Smoger ranks among the top six all-time, No. 2 American, in terms of most pro boxing matches officiated (1015), including an incredible 220 world time matches. He has been a referee in some of the greatest boxing matches ever – Vernon Forrest-Shane Mosley, Bernard Forrest-Felix Trinidad, Kelly Pavlik-Jermain Taylor, Roy Jones, Jr.-Hopkins, Micky Ward-Emanuel Burton, Andre Ward-Carl Froch and Miguel Cotto-Antonio Margarito II among the most notable.

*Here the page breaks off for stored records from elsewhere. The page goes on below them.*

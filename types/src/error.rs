//! Top-level error type shared across crates.

use thiserror::Error;

/// Errors raised while constructing or validating shared types.
#[derive(Debug, Error)]
pub enum CurationError {
    #[error("invalid address: {0}")]
    InvalidAddress(String),

    #[error("unknown subject kind: {0}")]
    UnknownSubjectKind(String),

    #[error("invalid governance parameters: {0}")]
    InvalidParams(String),
}
//! Applications and their status graph.

use crate::error::GovernanceError;
use curation_types::{Address, Amount, SubjectKind, Timestamp};
use serde::{Deserialize, Serialize};
use std::collections::BTreeSet;
use std::fmt;

/// Phases of an application.
///
/// ```text
/// Submitted -> Voting -> Approved | Rejected
/// Approved -> ChallengeWindow -> ChallengeVoting | Registered
/// ChallengeVoting -> Approved | Rejected
/// ```
#[derive(Clone, Copy, Debug, PartialEq, Eq, Hash, Serialize, Deserialize)]
pub enum ApplicationStatus {
    /// Created, round 0 not yet open. Only ever seen inside a submission.
    Submitted,
    /// Initial voting round is open or awaiting finalization.
    Voting,
    /// Approved; anyone may challenge until the window closes.
    ChallengeWindow,
    /// A challenge round is open or awaiting finalization.
    ChallengeVoting,
    /// A round just approved the application. Immediately followed by a new
    /// challenge window.
    Approved,
    /// Terminal: rejected by vote or by quorum failure.
    Rejected,
    /// Terminal: admitted and handed to the master registry.
    Registered,
}

impl ApplicationStatus {
    /// Whether the status graph has an edge `self -> next`.
    pub fn can_transition_to(self, next: ApplicationStatus) -> bool {
        use ApplicationStatus::*;
        matches!(
            (self, next),
            (Submitted, Voting)
                | (Voting, Approved)
                | (Voting, Rejected)
                | (Approved, ChallengeWindow)
                | (ChallengeWindow, ChallengeVoting)
                | (ChallengeWindow, Registered)
                | (ChallengeVoting, Approved)
                | (ChallengeVoting, Rejected)
        )
    }

    pub fn is_terminal(self) -> bool {
        matches!(self, Self::Rejected | Self::Registered)
    }

    /// Whether the current round of an application in this status takes votes.
    pub fn accepts_votes(self) -> bool {
        matches!(self, Self::Voting | Self::ChallengeVoting)
    }

    pub fn as_str(&self) -> &'static str {
        match self {
            Self::Submitted => "Submitted",
            Self::Voting => "Voting",
            Self::ChallengeWindow => "ChallengeWindow",
            Self::ChallengeVoting => "ChallengeVoting",
            Self::Approved => "Approved",
            Self::Rejected => "Rejected",
            Self::Registered => "Registered",
        }
    }
}

impl fmt::Display for ApplicationStatus {
    fn fmt(&self, f: &mut fmt::Formatter<'_>) -> fmt::Result {
        f.write_str(self.as_str())
    }
}

/// Identifies one submission of a subject.
///
/// A subject rejected for good may be submitted again; each submission gets
/// the next `sequence`.
#[derive(Clone, Debug, PartialEq, Eq, Hash, Serialize, Deserialize)]
pub struct ApplicationId {
    pub subject: Address,
    pub sequence: u32,
}

impl fmt::Display for ApplicationId {
    fn fmt(&self, f: &mut fmt::Formatter<'_>) -> fmt::Result {
        write!(f, "{}#{}", self.subject, self.sequence)
    }
}

/// The challenge window opened by an approval.
#[derive(Clone, Debug, PartialEq, Eq, Serialize, Deserialize)]
pub struct ChallengeWindow {
    pub opened_at: Timestamp,
    pub closes_at: Timestamp,
    /// Set once someone challenges inside this window.
    pub challenged_by: Option<Address>,
}

/// A request to admit a subject into the registry.
#[derive(Clone, Debug, PartialEq, Eq, Serialize, Deserialize)]
pub struct NewApplication {
    pub subject: Address,
    pub subject_kind: SubjectKind,
    pub title: String,
    pub display_title: String,
    pub metadata_uri: String,
    pub features: BTreeSet<String>,
    /// Fee attached to the submission.
    pub fee: Amount,
    /// Free-text note recorded in the message log.
    pub message: String,
}

/// A submitted application and its progress through governance.
#[derive(Clone, Debug, PartialEq, Eq, Serialize, Deserialize)]
pub struct Application {
    pub applicant: Address,
    pub subject: Address,
    pub subject_kind: SubjectKind,
    /// Submission count of this subject, starting at 0.
    pub sequence: u32,
    pub title: String,
    pub display_title: String,
    pub metadata_uri: String,
    pub features: BTreeSet<String>,
    pub status: ApplicationStatus,
    pub submitted_at: Timestamp,
    /// Index of this application's first round. Round indexes keep counting
    /// across resubmissions of the same subject.
    pub first_round: u32,
    pub current_round: u32,
    /// Running stake totals across all rounds, informational only.
    pub cumulative_approval: Amount,
    pub cumulative_rejection: Amount,
    pub challenge_window: Option<ChallengeWindow>,
    /// Whether the master registry acknowledged the registration.
    pub registry_synced: bool,
}

impl Application {
    pub fn id(&self) -> ApplicationId {
        ApplicationId {
            subject: self.subject.clone(),
            sequence: self.sequence,
        }
    }

    /// Move along one edge of the status graph.
    pub(crate) fn transition(&mut self, next: ApplicationStatus) -> Result<(), GovernanceError> {
        if !self.status.can_transition_to(next) {
            return Err(GovernanceError::InvalidTransition {
                from: self.status,
                to: next,
            });
        }
        self.status = next;
        Ok(())
    }

    /// Whether the challenge window closed at or before `now` without a
    /// challenge.
    pub fn window_elapsed(&self, now: Timestamp) -> bool {
        self.status == ApplicationStatus::ChallengeWindow
            && self
                .challenge_window
                .as_ref()
                .is_some_and(|w| w.challenged_by.is_none() && now >= w.closes_at)
    }

    /// Number of rounds this application has opened so far.
    pub fn round_count(&self) -> u32 {
        self.current_round - self.first_round + 1
    }
}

Also, Smoger has refereed matches featuring a Who’s Who of Boxing: Mike Tyson, Lennox Lewis, Larry Holmes, Evander Holyfield. Roberto Duran, Hector Camacho Sr., James Toney, Mike McCallum, Vinny Paz, Floyd Mayweather Jr., Arturo Gatti, Felix Trinidad, Diego Corrales, Gennady Golovkin, Lucia Rijker, Christy Martin and so many others..
In addition to the International Boxing Hall of Fame, Smoger has also been inducted into four other Hall of Fames in New Jersey, Pennsylvania, Philadelphia and Atlantic City.

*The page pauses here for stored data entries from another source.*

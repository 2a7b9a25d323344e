//! Database schema versioning.
//!
//! Tracks a monotonically increasing schema version in the meta database and
//! runs sequential migration functions to bring an older database up to date.

use crate::environment::LmdbEnvironment;
use crate::LmdbError;

/// The schema version that the current code expects.
pub const CURRENT_SCHEMA_VERSION: u32 = 1;

const SCHEMA_VERSION_KEY: &[u8] = b"schema_version";

/// Runs database migrations to bring the schema up to date.
pub struct Migrator;

impl Migrator {
    /// Check the stored schema version and run any needed migrations.
    ///
    /// - Version 0 means a fresh database (no version stored yet).
    /// - If the stored version matches `CURRENT_SCHEMA_VERSION`, this is a no-op.
    /// - If the stored version is *higher* than what this code supports,
    ///   the database was written by a newer build and we refuse to open it.
    pub fn run(env: &LmdbEnvironment) -> Result<(), LmdbError> {
        let current = Self::schema_version(env)?;

        if current == CURRENT_SCHEMA_VERSION {
            tracing::debug!(version = current, "database schema is up to date");
            return Ok(());
        }

        if current > CURRENT_SCHEMA_VERSION {
            return Err(LmdbError::Heed(format!(
                "database schema version {} is newer than supported version {}",
                current, CURRENT_SCHEMA_VERSION
            )));
        }

        for version in current..CURRENT_SCHEMA_VERSION {
            tracing::info!(from = version, to = version + 1, "running migration");
            run_migration(version, version + 1)?;
        }

        let mut wtxn = env.env().write_txn()?;
        env.meta_db.put(
            &mut wtxn,
            SCHEMA_VERSION_KEY,
            &CURRENT_SCHEMA_VERSION.to_le_bytes(),
        )?;
        wtxn.commit()?;

        tracing::info!(version = CURRENT_SCHEMA_VERSION, "migration complete");
        Ok(())
    }

    pub fn schema_version(env: &LmdbEnvironment) -> Result<u32, LmdbError> {
        let rtxn = env.env().read_txn()?;
        match env.meta_db.get(&rtxn, SCHEMA_VERSION_KEY)? {
            Some(bytes) => {
                let arr: [u8; 4] = bytes.try_into().map_err(|_| {
                    LmdbError::Serialization(
                        "schema_version has unexpected byte length".to_string(),
                    )
                })?;
                Ok(u32::from_le_bytes(arr))
            }
            None => Ok(0),
        }
    }
}

fn run_migration(from: u32, to: u32) -> Result<(), LmdbError> {
    match (from, to) {
        // Initial schema, nothing to migrate from a blank slate.
        (0, 1) => Ok(()),
        _ => Err(LmdbError::Heed(format!(
            "unknown migration: {} -> {}",
            from, to
        ))),
    }
}
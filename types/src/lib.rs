//! Fundamental types for the curation governance engine.
//!
//! This crate defines the types shared by every other crate in the workspace:
//! addresses, amounts, timestamps, identities, governance parameters, and the
//! capability traits the engine consumes from its environment (clock, ledger,
//! master registry).

pub mod address;
pub mod amount;
pub mod error;
pub mod identity;
pub mod ledger;
pub mod params;
pub mod registry;
pub mod subject;
pub mod time;

pub use address::Address;
pub use amount::Amount;
pub use error::CurationError;
pub use identity::{Identity, Role};
pub use ledger::{EscrowRef, Ledger, LedgerError};
pub use params::{ForfeitPolicy, GovernanceParams};
pub use registry::{MasterRegistry, RegistrationRecord, RegistryError};
pub use subject::SubjectKind;
pub use time::{Clock, SystemClock, Timestamp};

As a youngster, Smoger got hooked on boxing, primarily because his father was an “awesome fan”, who religiously watched the popular Friday night boxing series, Gillette Cavalcade of Sports, with his son. Steve’s father told him that boxing was the last version of will and skill, one-on-one, to determine the better man that night.

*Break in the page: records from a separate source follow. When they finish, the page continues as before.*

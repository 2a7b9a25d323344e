//! Governance storage trait.

use crate::write_set::{CommitReceipt, WriteSet};
use crate::StoreError;
use curation_types::Address;

/// A message log entry as stored: its id and encoded body.
#[derive(Clone, Debug, PartialEq, Eq)]
pub struct StoredMessage {
    pub id: u64,
    pub data: Vec<u8>,
}

/// Storage for applications, rounds, deposits, the message log and engine
/// metadata.
///
/// Reads see only fully committed write sets: a backend must never expose a
/// state in which part of a [`WriteSet`] has been applied.
pub trait GovernanceStore: Send + Sync {
    /// Get the current application for a subject.
    fn get_application(&self, subject: &Address) -> Result<Option<Vec<u8>>, StoreError>;

    /// Get an earlier, archived application of a subject.
    fn get_archived_application(
        &self,
        subject: &Address,
        sequence: u32,
    ) -> Result<Option<Vec<u8>>, StoreError>;

    /// All current applications, in subject order.
    fn list_applications(&self) -> Result<Vec<Vec<u8>>, StoreError>;

    /// Get a round of a subject.
    fn get_round(&self, subject: &Address, index: u32) -> Result<Option<Vec<u8>>, StoreError>;

    /// Get one voter's deposit in a round.
    fn get_deposit(
        &self,
        subject: &Address,
        voter: &Address,
        round: u32,
    ) -> Result<Option<Vec<u8>>, StoreError>;

    /// All deposits of a round, in voter order.
    fn get_round_deposits(&self, subject: &Address, round: u32)
        -> Result<Vec<Vec<u8>>, StoreError>;

    /// Messages with `start <= id < end`.
    fn get_messages(&self, start: u64, end: u64) -> Result<Vec<StoredMessage>, StoreError>;

    /// Number of messages ever appended (also the next message id).
    fn message_count(&self) -> Result<u64, StoreError>;

    /// Get an engine metadata value.
    fn get_meta(&self, key: &str) -> Result<Option<Vec<u8>>, StoreError>;

    /// Apply every operation of `batch` atomically.
    ///
    /// Appended messages receive consecutive ids in batch order.
    fn commit(&self, batch: WriteSet) -> Result<CommitReceipt, StoreError>;
}
//! Nullable store — thread-safe in-memory storage for testing.

use curation_store::{
    CommitReceipt, GovernanceStore, StoreError, StoredMessage, WriteOp, WriteSet,
};
use curation_types::Address;
use std::collections::{BTreeMap, HashMap};
use std::sync::atomic::{AtomicBool, Ordering};
use std::sync::Mutex;

#[derive(Default)]
struct Tables {
    applications: BTreeMap<String, Vec<u8>>,
    history: BTreeMap<(String, u32), Vec<u8>>,
    rounds: BTreeMap<(String, u32), Vec<u8>>,
    /// Keyed (subject, round, voter) so one round's deposits are contiguous.
    deposits: BTreeMap<(String, u32, String), Vec<u8>>,
    messages: Vec<Vec<u8>>,
    meta: HashMap<String, Vec<u8>>,
}

/// An in-memory governance store for testing.
///
/// All tables sit behind one lock, so a commit is trivially atomic.
#[derive(Default)]
pub struct NullStore {
    tables: Mutex<Tables>,
    fail_next_commit: AtomicBool,
    commits: Mutex<u64>,
}

impl NullStore {
    pub fn new() -> Self {
        Self::default()
    }

    /// Make the next commit fail with a backend error, applying nothing.
    pub fn fail_next_commit(&self) {
        self.fail_next_commit.store(true, Ordering::SeqCst);
    }

    /// Number of successful commits so far.
    pub fn commit_count(&self) -> u64 {
        *self.commits.lock().unwrap()
    }
}

impl GovernanceStore for NullStore {
    fn get_application(&self, subject: &Address) -> Result<Option<Vec<u8>>, StoreError> {
        Ok(self
            .tables
            .lock()
            .unwrap()
            .applications
            .get(subject.as_str())
            .cloned())
    }

    fn get_archived_application(
        &self,
        subject: &Address,
        sequence: u32,
    ) -> Result<Option<Vec<u8>>, StoreError> {
        Ok(self
            .tables
            .lock()
            .unwrap()
            .history
            .get(&(subject.to_string(), sequence))
            .cloned())
    }

    fn list_applications(&self) -> Result<Vec<Vec<u8>>, StoreError> {
        Ok(self
            .tables
            .lock()
            .unwrap()
            .applications
            .values()
            .cloned()
            .collect())
    }

    fn get_round(&self, subject: &Address, index: u32) -> Result<Option<Vec<u8>>, StoreError> {
        Ok(self
            .tables
            .lock()
            .unwrap()
            .rounds
            .get(&(subject.to_string(), index))
            .cloned())
    }

    fn get_deposit(
        &self,
        subject: &Address,
        voter: &Address,
        round: u32,
    ) -> Result<Option<Vec<u8>>, StoreError> {
        Ok(self
            .tables
            .lock()
            .unwrap()
            .deposits
            .get(&(subject.to_string(), round, voter.to_string()))
            .cloned())
    }

    fn get_round_deposits(
        &self,
        subject: &Address,
        round: u32,
    ) -> Result<Vec<Vec<u8>>, StoreError> {
        let tables = self.tables.lock().unwrap();
        Ok(tables
            .deposits
            .iter()
            .filter(|((s, r, _), _)| s == subject.as_str() && *r == round)
            .map(|(_, v)| v.clone())
            .collect())
    }

    fn get_messages(&self, start: u64, end: u64) -> Result<Vec<StoredMessage>, StoreError> {
        let tables = self.tables.lock().unwrap();
        let end = end.min(tables.messages.len() as u64);
        Ok((start..end)
            .map(|id| StoredMessage {
                id,
                data: tables.messages[id as usize].clone(),
            })
            .collect())
    }

    fn message_count(&self) -> Result<u64, StoreError> {
        Ok(self.tables.lock().unwrap().messages.len() as u64)
    }

    fn get_meta(&self, key: &str) -> Result<Option<Vec<u8>>, StoreError> {
        Ok(self.tables.lock().unwrap().meta.get(key).cloned())
    }

    fn commit(&self, batch: WriteSet) -> Result<CommitReceipt, StoreError> {
        let mut tables = self.tables.lock().unwrap();
        if self.fail_next_commit.swap(false, Ordering::SeqCst) {
            return Err(StoreError::Backend("injected commit failure".into()));
        }

        let mut receipt = CommitReceipt::default();
        for op in batch.into_ops() {
            match op {
                WriteOp::PutApplication { subject, data } => {
                    tables.applications.insert(subject.to_string(), data);
                }
                WriteOp::ArchiveApplication {
                    subject,
                    sequence,
                    data,
                } => {
                    tables.history.insert((subject.to_string(), sequence), data);
                }
                WriteOp::PutRound {
                    subject,
                    index,
                    data,
                } => {
                    tables.rounds.insert((subject.to_string(), index), data);
                }
                WriteOp::PutDeposit {
                    subject,
                    voter,
                    round,
                    data,
                } => {
                    tables
                        .deposits
                        .insert((subject.to_string(), round, voter.to_string()), data);
                }
                WriteOp::AppendMessage { data } => {
                    receipt.message_ids.push(tables.messages.len() as u64);
                    tables.messages.push(data);
                }
                WriteOp::PutMeta { key, data } => {
                    tables.meta.insert(key, data);
                }
            }
        }
        *self.commits.lock().unwrap() += 1;
        Ok(receipt)
    }
}

#[cfg(test)]
mod tests {
    use super::*;

    fn addr(seed: u8) -> Address {
        Address::from_bytes([seed; 20])
    }

    #[test]
    fn messages_get_dense_ids() {
        let store = NullStore::new();
        let mut batch = WriteSet::new();
        batch.append_message(vec![1]);
        batch.append_message(vec![2]);
        assert_eq!(store.commit(batch).unwrap().message_ids, vec![0, 1]);

        let mut batch = WriteSet::new();
        batch.append_message(vec![3]);
        assert_eq!(store.commit(batch).unwrap().message_ids, vec![2]);

        let page = store.get_messages(1, 10).unwrap();
        assert_eq!(page.len(), 2);
        assert_eq!(page[0].id, 1);
        assert_eq!(page[1].data, vec![3]);
    }

    #[test]
    fn failed_commit_applies_nothing() {
        let store = NullStore::new();
        store.fail_next_commit();
        let mut batch = WriteSet::new();
        batch.put_application(&addr(1), vec![1]);
        batch.append_message(vec![1]);
        assert!(store.commit(batch).is_err());
        assert_eq!(store.get_application(&addr(1)).unwrap(), None);
        assert_eq!(store.message_count().unwrap(), 0);
        assert_eq!(store.commit_count(), 0);
    }

    #[test]
    fn round_deposits_are_scoped() {
        let store = NullStore::new();
        let mut batch = WriteSet::new();
        batch.put_deposit(&addr(1), &addr(5), 0, vec![1]);
        batch.put_deposit(&addr(1), &addr(6), 0, vec![2]);
        batch.put_deposit(&addr(1), &addr(5), 1, vec![3]);
        batch.put_deposit(&addr(2), &addr(5), 0, vec![4]);
        store.commit(batch).unwrap();
        assert_eq!(
            store.get_round_deposits(&addr(1), 0).unwrap(),
            vec![vec![1], vec![2]]
        );
    }
}
//! Account and contract addresses (`0x`-prefixed, 20 bytes hex).

use crate::error::CurationError;
use serde::{Deserialize, Serialize};
use std::fmt;
use std::str::FromStr;

/// An address identifying either a participant (applicant, voter, admin)
/// or a subject (the factory or vault contract under review).
///
/// Always stored lowercase so that two spellings of the same address compare
/// equal and map to the same storage key.
#[derive(Clone, Debug, PartialEq, Eq, PartialOrd, Ord, Hash, Serialize, Deserialize)]
#[serde(try_from = "String")]
pub struct Address(String);

impl Address {
    /// The standard prefix for all addresses.
    pub const PREFIX: &'static str = "0x";

    /// Number of raw bytes behind the hex encoding.
    pub const BYTE_LEN: usize = 20;

    /// Parse and normalize an address.
    pub fn parse(raw: &str) -> Result<Self, CurationError> {
        let body = raw
            .strip_prefix(Self::PREFIX)
            .ok_or_else(|| CurationError::InvalidAddress(raw.to_string()))?;
        let bytes =
            hex::decode(body).map_err(|_| CurationError::InvalidAddress(raw.to_string()))?;
        if bytes.len() != Self::BYTE_LEN {
            return Err(CurationError::InvalidAddress(raw.to_string()));
        }
        Ok(Self(format!("{}{}", Self::PREFIX, hex::encode(bytes))))
    }

    /// Create an address from a raw string.
    ///
    /// # Panics
    /// Panics if the string is not a well-formed address.
    pub fn new(raw: impl AsRef<str>) -> Self {
        match Self::parse(raw.as_ref()) {
            Ok(address) => address,
            Err(e) => panic!("{e}"),
        }
    }

    /// Build an address from its raw bytes.
    pub fn from_bytes(bytes: [u8; Self::BYTE_LEN]) -> Self {
        Self(format!("{}{}", Self::PREFIX, hex::encode(bytes)))
    }

    /// Return the normalized address string.
    pub fn as_str(&self) -> &str {
        &self.0
    }
}

impl fmt::Display for Address {
    fn fmt(&self, f: &mut fmt::Formatter<'_>) -> fmt::Result {
        write!(f, "{}", self.0)
    }
}

impl TryFrom<String> for Address {
    type Error = CurationError;

    fn try_from(raw: String) -> Result<Self, Self::Error> {
        Self::parse(&raw)
    }
}

impl FromStr for Address {
    type Err = CurationError;

    fn from_str(s: &str) -> Result<Self, Self::Err> {
        Self::parse(s)
    }
}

Smoger said he was too small to play football, too short for basketball, so he became a cross-country runner in high school. A friend invited Smoger to the local YMCA in New Jersey to get checkout its boxing program. Only one day working with a pro boxer was enough for Steve to realize that being a boxer wasn’t for him. But he still loved boxing.
After he started refereeing amateur matches in southern New Jersey and Delaware, Smoger got the break of his life that dramatically changed his life. “Everything in life is timing,” Smoger explained. “The gentleman who gave George Foreman the small American that he proudly waved after winning a gold medal at the 1968 Olympics, Pat Duffy, opened a gym in southern Jersey. I told him that I wanted to train as a referee. I trained under the great Frank Cappuccino and then had to honor to train with Zach Clayton. He trained to music so referees moved without being herky-jerky. In 1978, I started officiating then-AAU boxing and worked out of the Atlantic City PAL gym, which remains a vibrant amateur boxing club. I’m still there 40 years later, serving on its Board of Directors, and I’m also its legal counsel.
“Then, the boxing gods shined on me. Casinos were coming to Atlantic City in 1978 and boxing was involved at all the casinos there. I was the district attorney in Atlantic City, so after work I went to the PAL gym to workout with the kids. One day, the phone rang in the gym. Nobody else was there, so I answered. It was the New Jersey Boxing Commissioner, ‘Jersey’ Joe Walcott, who asked me who was in charge. I said that, at that time, I was in charge. He said there was a pro show that night and they were short of inspectors. He said that they need somebody to watch the hand wrapping. I told him I was well versed in hand wrapping and that was it, I was hired to work that show and they gave me the royal treatment.”
“Walcott’s chief second was Chief Roy Johnson, who Walcott brought into the state commission. He hired me in 1982 as a probationary referee. Two years later, I was a licensed referee and, as they say, the rest is history.”
Today, Smoger is still a very active referee, traveling around the world to officiate, as well as co-chairman of the International Boxing Association (IBA) officials, and a valued USA Boxing Alumni Association advisor. Steve has made several appearances at Alumni Association gatherings across the country.
“I am honored to be the ‘unofficial’ representative of all officials who’ve made the transition from amateur to pro boxing,” Smoger commented. “I’m the only active referee (Alumni Association advisor) who made the transition from the amateur to the pro level.
“The accent has always been No. 1, on boxers, and No. 2, coaches. USA Boxing is the best group I’ve ever been associated with and, for me personally, I’ve seen what amateur boxing does for kids in this country. They learn under difficult circumstances, through boxing, to successfully reach different levels in life. I enjoy watching the development of youths who go through the USA Boxing program and do very well.
“Boxing enables boxers. My accent is on youths, to watch them grow and develop, not turn pro, to better their lives.”